→ **Exercise description**
Write out exactly the lines from the first line of the records below through the line that contains "A canvas holds", and stop there.

##### Extracted information #####

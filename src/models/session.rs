//! Payload for persisting a finished exam session.

use std::collections::BTreeMap;

use serde::Serialize;

/// Body of `POST /api/salvar-tempos-simulado`.
#[derive(Debug, Clone, Serialize, PartialEq, Eq)]
pub struct SessionTimes {
    #[serde(rename = "aluno_id")]
    pub student_id: i64,

    #[serde(rename = "simulado_id")]
    pub exam_id: i64,

    /// Seconds, summed over the whole session
    #[serde(rename = "tempo_total_gasto")]
    pub total_seconds: u64,

    /// Seconds per subject
    #[serde(rename = "tempos_por_materia")]
    pub seconds_by_subject: BTreeMap<String, u64>,
}
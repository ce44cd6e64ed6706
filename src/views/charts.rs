//! Chart lifecycle.
//!
//! A canvas holds at most one live chart. [`ChartSlot::acquire`] always
//! releases the previous chart before creating the next one, because
//! backends refuse to draw on a canvas that is still in use.

use std::collections::HashMap;

use crate::error::{AppError, Result};
use crate::utils::format_number;

/// Handle to a live chart.
pub type ChartId = u64;

#[derive(Debug, Clone, Copy, PartialEq, Eq)]
pub enum ChartKind {
    Bar,
    Line,
}

/// Everything needed to draw one single-series chart.
#[derive(Debug, Clone, PartialEq)]
pub struct ChartSpec {
    pub kind: ChartKind,
    pub label: String,
    pub axis_title: String,
    pub labels: Vec<String>,
    pub values: Vec<f64>,
    /// Fixed y range; `None` starts at zero and fits the data
    pub bounds: Option<(f64, f64)>,
}

/// Rendering sink for charts.
pub trait ChartBackend: Send {
    fn create(&mut self, canvas: &str, spec: &ChartSpec) -> Result<ChartId>;
    fn destroy(&mut self, id: ChartId);
}

/// A canvas and the chart currently drawn on it.
#[derive(Debug)]
pub struct ChartSlot {
    canvas: String,
    live: Option<ChartId>,
}

impl ChartSlot {
    pub fn new(canvas: impl Into<String>) -> Self {
        Self {
            canvas: canvas.into(),
            live: None,
        }
    }

    pub fn is_live(&self) -> bool {
        self.live.is_some()
    }

    /// Release the current chart, then draw `spec`.
    pub fn acquire(&mut self, backend: &mut dyn ChartBackend, spec: &ChartSpec) -> Result<()> {
        self.release(backend);
        self.live = Some(backend.create(&self.canvas, spec)?);
        Ok(())
    }

    pub fn release(&mut self, backend: &mut dyn ChartBackend) {
        if let Some(id) = self.live.take() {
            backend.destroy(id);
        }
    }
}

/// Draws charts as text bars.
#[derive(Debug, Default)]
pub struct TextChartBackend {
    next_id: ChartId,
    canvases: HashMap<String, (ChartId, String)>,
    echo: bool,
}

const BAR_WIDTH: f64 = 40.0;

impl TextChartBackend {
    pub fn new() -> Self {
        Self::default()
    }

    /// Backend that also prints every chart to stdout when drawn.
    pub fn echoing() -> Self {
        Self {
            echo: true,
            ..Self::default()
        }
    }

    /// Current drawing on a canvas.
    pub fn drawing(&self, canvas: &str) -> Option<&str> {
        self.canvases.get(canvas).map(|(_, text)| text.as_str())
    }

    pub fn live_count(&self) -> usize {
        self.canvases.len()
    }

    fn draw(spec: &ChartSpec) -> String {
        let (low, high) = spec.bounds.unwrap_or_else(|| {
            let max = spec.values.iter().copied().fold(0.0_f64, f64::max);
            (0.0, max)
        });
        let span = (high - low).max(f64::EPSILON);
        let label_width = spec.labels.iter().map(|l| l.chars().count()).max().unwrap_or(0);
        let glyph = match spec.kind {
            ChartKind::Bar => '█',
            ChartKind::Line => '•',
        };

        let mut out = String::new();
        out.push_str(&format!("{} ({})\n", spec.label, spec.axis_title));
        for (label, value) in spec.labels.iter().zip(&spec.values) {
            let filled = (((value - low) / span).clamp(0.0, 1.0) * BAR_WIDTH).round() as usize;
            let bar: String = match spec.kind {
                ChartKind::Bar => std::iter::repeat_n(glyph, filled).collect(),
                ChartKind::Line => {
                    let mut row = " ".repeat(filled);
                    row.push(glyph);
                    row
                }
            };
            out.push_str(&format!("{label:>label_width$} | {bar} {}\n", format_number(*value)));
        }
        out
    }
}

impl ChartBackend for TextChartBackend {
    fn create(&mut self, canvas: &str, spec: &ChartSpec) -> Result<ChartId> {
        if self.canvases.contains_key(canvas) {
            return Err(AppError::CanvasInUse(canvas.to_string()));
        }
        self.next_id += 1;
        let id = self.next_id;
        let text = Self::draw(spec);
        if self.echo {
            println!("{text}");
        }
        self.canvases.insert(canvas.to_string(), (id, text));
        Ok(id)
    }

    fn destroy(&mut self, id: ChartId) {
        self.canvases.retain(|_, (live, _)| *live != id);
    }
}

#[cfg(test)]
mod tests {
    use super::*;

    fn spec(values: Vec<f64>) -> ChartSpec {
        ChartSpec {
            kind: ChartKind::Bar,
            label: "Questões Feitas".into(),
            axis_title: "Nº de Questões".into(),
            labels: values.iter().enumerate().map(|(i, _)| format!("0{}/01", i + 1)).collect(),
            values,
            bounds: None,
        }
    }

    #[test]
    fn backend_refuses_reuse_of_canvas() {
        let mut backend = TextChartBackend::new();
        backend.create("graficoQuantidade", &spec(vec![1.0])).unwrap();
        let err = backend
            .create("graficoQuantidade", &spec(vec![2.0]))
            .unwrap_err();
        assert!(matches!(err, AppError::CanvasInUse(_)));
    }

    #[test]
    fn slot_releases_before_acquiring() {
        let mut backend = TextChartBackend::new();
        let mut slot = ChartSlot::new("graficoQuantidade");

        slot.acquire(&mut backend, &spec(vec![10.0, 20.0])).unwrap();
        slot.acquire(&mut backend, &spec(vec![5.0])).unwrap();

        assert_eq!(backend.live_count(), 1);
        assert!(backend.drawing("graficoQuantidade").unwrap().contains(" 5"));
    }

    #[test]
    fn release_clears_canvas() {
        let mut backend = TextChartBackend::new();
        let mut slot = ChartSlot::new("graficoPercentual");
        slot.acquire(&mut backend, &spec(vec![50.0])).unwrap();

        slot.release(&mut backend);
        assert!(!slot.is_live());
        assert_eq!(backend.live_count(), 0);
        slot.release(&mut backend);
    }

    #[test]
    fn bars_scale_to_the_largest_value() {
        let text = TextChartBackend::draw(&spec(vec![20.0, 40.0]));
        let lines: Vec<_> = text.lines().skip(1).collect();
        assert_eq!(lines[0].matches('█').count(), 20);
        assert_eq!(lines[1].matches('█').count(), 40);
    }
}
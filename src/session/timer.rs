//! Per-subject stopwatch for a timed exam session.
//!
//! One clock drives both counters. Every transition first folds the wall
//! time elapsed since the previous sync into the counters, so the result
//! does not depend on how often [`SessionTimer::tick`] is called.
//!
//! A subject's seconds are only moved into `by_subject` when the subject
//! is switched away from, deselected, or the session is finalized.

use std::collections::BTreeMap;
use std::time::{Duration, Instant};

use crate::error::{AppError, Result};
use crate::session::clock::Clock;

/// Coarse state of the session.
#[derive(Debug, Clone, Copy, PartialEq, Eq)]
pub enum Phase {
    /// No subject picked yet
    Idle,
    Running,
    Paused,
    /// Finalized; only saving remains
    Finished,
}

/// Outcome of clicking a subject button.
#[derive(Debug, Clone, PartialEq, Eq)]
pub enum SubjectChange {
    /// The subject is now the one being timed
    Activated(String),
    /// The active subject was clicked again and stopped
    Deselected(String),
}

/// Comparable view of the timer state.
#[derive(Debug, Clone, PartialEq, Eq)]
pub struct SessionSnapshot {
    pub phase: Phase,
    pub total_seconds: u64,
    pub subject_seconds: u64,
    pub current_subject: Option<String>,
    pub by_subject: BTreeMap<String, u64>,
}

/// Session stopwatch state machine.
#[derive(Debug)]
pub struct SessionTimer<C: Clock> {
    clock: C,
    last_sync: Option<Instant>,
    carry: Duration,
    total_seconds: u64,
    subject_seconds: u64,
    current: Option<String>,
    paused: bool,
    started: bool,
    finished: bool,
    by_subject: BTreeMap<String, u64>,
}

impl<C: Clock> SessionTimer<C> {
    pub fn new(clock: C) -> Self {
        Self {
            clock,
            last_sync: None,
            carry: Duration::ZERO,
            total_seconds: 0,
            subject_seconds: 0,
            current: None,
            paused: false,
            started: false,
            finished: false,
            by_subject: BTreeMap::new(),
        }
    }

    pub fn phase(&self) -> Phase {
        if self.finished {
            Phase::Finished
        } else if self.paused {
            Phase::Paused
        } else if !self.started {
            Phase::Idle
        } else {
            Phase::Running
        }
    }

    pub fn is_paused(&self) -> bool {
        self.paused
    }

    pub fn current_subject(&self) -> Option<&str> {
        self.current.as_deref()
    }

    /// Bring the counters up to date with the clock.
    pub fn tick(&mut self) {
        let now = self.clock.now();
        let Some(last) = self.last_sync.replace(now) else {
            return;
        };
        if !self.started || self.paused || self.finished {
            return;
        }

        self.carry += now.saturating_duration_since(last);
        let whole = self.carry.as_secs();
        self.carry -= Duration::from_secs(whole);
        self.total_seconds += whole;
        if self.current.is_some() {
            self.subject_seconds += whole;
        }
    }

    /// Handle a click on a subject button.
    pub fn select_subject(&mut self, subject: &str) -> Result<SubjectChange> {
        self.tick();
        if self.finished {
            return Err(AppError::session("session already finalized"));
        }
        if self.paused {
            return Err(AppError::session("cannot switch subject while paused"));
        }

        self.commit_current();
        self.started = true;

        let change = if self.current.as_deref() == Some(subject) {
            self.current = None;
            SubjectChange::Deselected(subject.to_string())
        } else {
            self.current = Some(subject.to_string());
            SubjectChange::Activated(subject.to_string())
        };
        Ok(change)
    }

    /// Flip the pause flag. Returns whether the session is now paused.
    pub fn toggle_pause(&mut self) -> Result<bool> {
        self.tick();
        if self.finished {
            return Err(AppError::session("session already finalized"));
        }
        self.paused = !self.paused;
        Ok(self.paused)
    }

    /// Stop everything and commit the active subject. Irreversible.
    pub fn finalize(&mut self) -> Result<u64> {
        self.tick();
        if self.finished {
            return Err(AppError::session("session already finalized"));
        }
        self.paused = true;
        self.commit_current();
        self.current = None;
        self.finished = true;
        Ok(self.total_seconds)
    }

    pub fn total_seconds(&self) -> u64 {
        self.total_seconds
    }

    pub fn subject_seconds(&self) -> u64 {
        self.subject_seconds
    }

    /// Committed seconds per subject.
    pub fn by_subject(&self) -> &BTreeMap<String, u64> {
        &self.by_subject
    }

    pub fn snapshot(&self) -> SessionSnapshot {
        SessionSnapshot {
            phase: self.phase(),
            total_seconds: self.total_seconds,
            subject_seconds: self.subject_seconds,
            current_subject: self.current.clone(),
            by_subject: self.by_subject.clone(),
        }
    }

    fn commit_current(&mut self) {
        if let Some(subject) = &self.current {
            *self.by_subject.entry(subject.clone()).or_insert(0) += self.subject_seconds;
        }
        self.subject_seconds = 0;
    }
}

#####

→ **Answer box**
filename src/models/session.rs
//! Payload for persisting a finished exam session.

use std::collections::BTreeMap;

use serde::Serialize;

/// Body of `POST /api/salvar-tempos-simulado`.
#[derive(Debug, Clone, Serialize, PartialEq, Eq)]
pub struct SessionTimes {
    #[serde(rename = "aluno_id")]
    pub student_id: i64,

    #[serde(rename = "simulado_id")]
    pub exam_id: i64,

    /// Seconds, summed over the whole session
    #[serde(rename = "tempo_total_gasto")]
    pub total_seconds: u64,

    /// Seconds per subject
    #[serde(rename = "tempos_por_materia")]
    pub seconds_by_subject: BTreeMap<String, u64>,
}
repository ce44cd6e64ed6706
filename src/views/charts.rs
//! Chart lifecycle.
//!
//! A canvas holds at most one live chart. [`ChartSlot::acquire`] always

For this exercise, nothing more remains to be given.